Data records:
%%

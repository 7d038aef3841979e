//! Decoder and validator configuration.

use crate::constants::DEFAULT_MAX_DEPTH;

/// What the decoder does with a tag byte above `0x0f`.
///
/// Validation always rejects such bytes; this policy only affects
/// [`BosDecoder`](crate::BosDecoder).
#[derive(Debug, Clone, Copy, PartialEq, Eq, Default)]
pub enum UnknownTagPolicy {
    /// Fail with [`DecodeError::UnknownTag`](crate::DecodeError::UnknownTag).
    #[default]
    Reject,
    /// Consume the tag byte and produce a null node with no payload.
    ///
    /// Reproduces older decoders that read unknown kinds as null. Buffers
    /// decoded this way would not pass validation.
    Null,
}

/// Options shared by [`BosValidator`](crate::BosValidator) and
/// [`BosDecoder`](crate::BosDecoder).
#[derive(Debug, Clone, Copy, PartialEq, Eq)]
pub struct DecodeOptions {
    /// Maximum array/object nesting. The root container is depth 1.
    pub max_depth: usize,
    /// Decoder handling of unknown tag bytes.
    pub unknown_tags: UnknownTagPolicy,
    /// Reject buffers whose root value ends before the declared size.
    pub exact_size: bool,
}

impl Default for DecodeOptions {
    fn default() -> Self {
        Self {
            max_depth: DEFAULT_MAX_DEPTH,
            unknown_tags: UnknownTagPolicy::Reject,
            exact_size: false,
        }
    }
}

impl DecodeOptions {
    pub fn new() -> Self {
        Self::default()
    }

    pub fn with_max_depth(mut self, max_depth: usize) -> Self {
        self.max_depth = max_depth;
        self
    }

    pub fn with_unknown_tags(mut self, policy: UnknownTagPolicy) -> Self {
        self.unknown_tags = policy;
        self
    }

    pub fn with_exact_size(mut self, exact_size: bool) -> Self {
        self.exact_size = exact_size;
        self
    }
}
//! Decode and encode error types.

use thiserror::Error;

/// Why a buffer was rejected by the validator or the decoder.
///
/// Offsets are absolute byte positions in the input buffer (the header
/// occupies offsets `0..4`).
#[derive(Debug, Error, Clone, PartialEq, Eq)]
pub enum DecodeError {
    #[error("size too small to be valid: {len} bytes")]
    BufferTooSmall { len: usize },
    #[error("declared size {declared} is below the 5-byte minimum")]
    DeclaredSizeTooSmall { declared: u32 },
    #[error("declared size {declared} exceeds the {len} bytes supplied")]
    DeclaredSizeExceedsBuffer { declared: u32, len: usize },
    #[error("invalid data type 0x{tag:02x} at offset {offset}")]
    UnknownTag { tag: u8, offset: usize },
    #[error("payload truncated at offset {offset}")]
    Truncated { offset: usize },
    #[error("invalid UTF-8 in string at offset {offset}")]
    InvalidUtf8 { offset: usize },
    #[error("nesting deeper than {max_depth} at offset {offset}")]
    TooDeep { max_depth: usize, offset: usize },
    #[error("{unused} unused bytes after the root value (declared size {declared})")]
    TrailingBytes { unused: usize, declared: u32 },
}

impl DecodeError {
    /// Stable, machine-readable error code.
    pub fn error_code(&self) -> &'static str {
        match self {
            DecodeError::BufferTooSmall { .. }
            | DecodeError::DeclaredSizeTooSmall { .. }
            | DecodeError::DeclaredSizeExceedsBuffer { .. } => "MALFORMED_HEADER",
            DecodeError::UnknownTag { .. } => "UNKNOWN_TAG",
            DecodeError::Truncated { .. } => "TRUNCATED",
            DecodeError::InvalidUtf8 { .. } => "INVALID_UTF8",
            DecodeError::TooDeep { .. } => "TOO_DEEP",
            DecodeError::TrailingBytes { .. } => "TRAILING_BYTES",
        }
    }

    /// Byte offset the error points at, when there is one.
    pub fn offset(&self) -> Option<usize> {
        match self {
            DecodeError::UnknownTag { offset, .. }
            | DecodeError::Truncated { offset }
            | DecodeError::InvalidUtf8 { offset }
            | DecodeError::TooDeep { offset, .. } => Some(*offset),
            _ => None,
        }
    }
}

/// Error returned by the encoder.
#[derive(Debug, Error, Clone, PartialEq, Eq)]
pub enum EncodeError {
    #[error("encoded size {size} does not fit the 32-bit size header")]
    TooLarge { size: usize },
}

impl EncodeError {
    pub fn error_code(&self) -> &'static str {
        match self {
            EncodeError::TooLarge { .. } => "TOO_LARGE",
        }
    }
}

%%

-- Task requirements --
The answer must be every line from the records above that contains the word "Debug", copied out.

-- Response below --
#[derive(Debug, Clone, Copy, PartialEq, Eq, Default)]
#[derive(Debug, Clone, Copy, PartialEq, Eq)]
#[derive(Debug, Error, Clone, PartialEq, Eq)]
#[derive(Debug, Error, Clone, PartialEq, Eq)]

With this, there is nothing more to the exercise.